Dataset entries
——

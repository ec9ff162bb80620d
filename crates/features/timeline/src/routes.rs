use crate::Timeline;
use crate::error::TimelineError;
use crate::model::{CreateTimelineEvent, TimelineEvent, UpdateTimelineEvent};
use amora_domain::constants::TIMELINE_TAG;
use amora_identity::Session;
use amora_kernel::prelude::ApiState;
use axum::Json;
use axum::extract::{Path, State};
use axum::http::StatusCode;
use serde_json::{Value, json};
use tracing::info;

#[utoipa::path(
    get,
    path = "/timeline",
    responses(
        (status = OK, description = "All milestones, oldest first", body = [TimelineEvent]),
        (status = UNAUTHORIZED, description = "Missing or expired session"),
    ),
    tag = TIMELINE_TAG,
    security(("bearer_token" = [])),
)]
pub(crate) async fn list_events(
    _session: Session,
    State(state): State<ApiState>,
) -> Result<Json<Vec<TimelineEvent>>, TimelineError> {
    let slice = state.try_get_slice::<Timeline>()?;
    Ok(Json(slice.repository.list().await?))
}

#[utoipa::path(
    post,
    path = "/timeline",
    request_body = CreateTimelineEvent,
    responses(
        (status = CREATED, description = "Milestone created", body = TimelineEvent),
        (status = BAD_REQUEST, description = "Invalid payload"),
        (status = UNAUTHORIZED, description = "Missing or expired session"),
    ),
    tag = TIMELINE_TAG,
    security(("bearer_token" = [])),
)]
pub(crate) async fn create_event(
    _session: Session,
    State(state): State<ApiState>,
    Json(payload): Json<CreateTimelineEvent>,
) -> Result<(StatusCode, Json<TimelineEvent>), TimelineError> {
    payload.validate()?;

    let slice = state.try_get_slice::<Timeline>()?;
    let event = slice.repository.create(payload).await?;

    info!(id = %event.id, "Timeline event created");

    Ok((StatusCode::CREATED, Json(event)))
}

#[utoipa::path(
    put,
    path = "/timeline/{id}",
    request_body = UpdateTimelineEvent,
    params(("id" = String, Path, description = "Event id")),
    responses(
        (status = OK, description = "Milestone updated", body = TimelineEvent),
        (status = BAD_REQUEST, description = "Invalid payload"),
        (status = NOT_FOUND, description = "No such event"),
        (status = UNAUTHORIZED, description = "Missing or expired session"),
    ),
    tag = TIMELINE_TAG,
    security(("bearer_token" = [])),
)]
pub(crate) async fn update_event(
    _session: Session,
    State(state): State<ApiState>,
    Path(id): Path<String>,
    Json(payload): Json<UpdateTimelineEvent>,
) -> Result<Json<TimelineEvent>, TimelineError> {
    payload.validate()?;

    let slice = state.try_get_slice::<Timeline>()?;
    let event = slice
        .repository
        .update(&id, payload)
        .await?
        .ok_or(TimelineError::NotFound { id })?;

    info!(id = %event.id, "Timeline event updated");

    Ok(Json(event))
}

#[utoipa::path(
    delete,
    path = "/timeline/{id}",
    params(("id" = String, Path, description = "Event id")),
    responses(
        (status = OK, description = "Milestone deleted"),
        (status = NOT_FOUND, description = "No such event"),
        (status = UNAUTHORIZED, description = "Missing or expired session"),
    ),
    tag = TIMELINE_TAG,
    security(("bearer_token" = [])),
)]
pub(crate) async fn delete_event(
    _session: Session,
    State(state): State<ApiState>,
    Path(id): Path<String>,
) -> Result<Json<Value>, TimelineError> {
    let slice = state.try_get_slice::<Timeline>()?;

    if !slice.repository.delete(&id).await? {
        return Err(TimelineError::NotFound { id });
    }

    info!(%id, "Timeline event deleted");

    Ok(Json(json!({ "success": true })))
}
//! Identity feature slice: passkey login, bearer-token sessions, and the
//! [`Session`] extractor the other slices guard their routes with.

mod error;
mod routes;
mod session;

pub use crate::error::IdentityError;
pub use crate::session::Session;

use crate::session::SessionStore;
use amora_domain::config::ApiConfig;
use amora_domain::registry::{FeatureSlice, InitializedSlice};
use amora_kernel::prelude::ApiState;
use std::any::Any;
use std::ops::Deref;
use std::sync::Arc;
use utoipa_axum::router::OpenApiRouter;
use utoipa_axum::routes;

#[derive(Debug)]
pub struct IdentityInner {
    pub(crate) sessions: SessionStore,
}

/// Identity feature state.
#[derive(Debug, Clone)]
pub struct Identity {
    inner: Arc<IdentityInner>,
}

impl Deref for Identity {
    type Target = IdentityInner;

    fn deref(&self) -> &Self::Target {
        &self.inner
    }
}

impl FeatureSlice for Identity {
    fn as_any(&self) -> &dyn Any {
        self
    }
}

/// Initialize the identity feature.
///
/// # Errors
/// Returns [`IdentityError::Config`] if no passkeys are configured, since
/// nobody could ever log in.
pub fn init(config: &ApiConfig) -> Result<InitializedSlice, IdentityError> {
    if config.security.passkeys.is_empty() {
        return Err(IdentityError::Config { message: "No passkeys configured".into() });
    }

    let sessions = SessionStore::new(&config.security.sessions);
    tracing::info!(passkeys = config.security.passkeys.len(), "Identity slice initialized");

    Ok(InitializedSlice::new(Identity { inner: Arc::new(IdentityInner { sessions }) }))
}

/// Routes owned by this slice, nested under `/api` by the facade.
pub fn router() -> OpenApiRouter<ApiState> {
    OpenApiRouter::new().routes(routes!(routes::login)).routes(routes!(routes::logout))
}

——

▸ Prompt
Answer with a single number, the count of lines above that contain "UpdateTimelineEvent".

▸ Answer space
3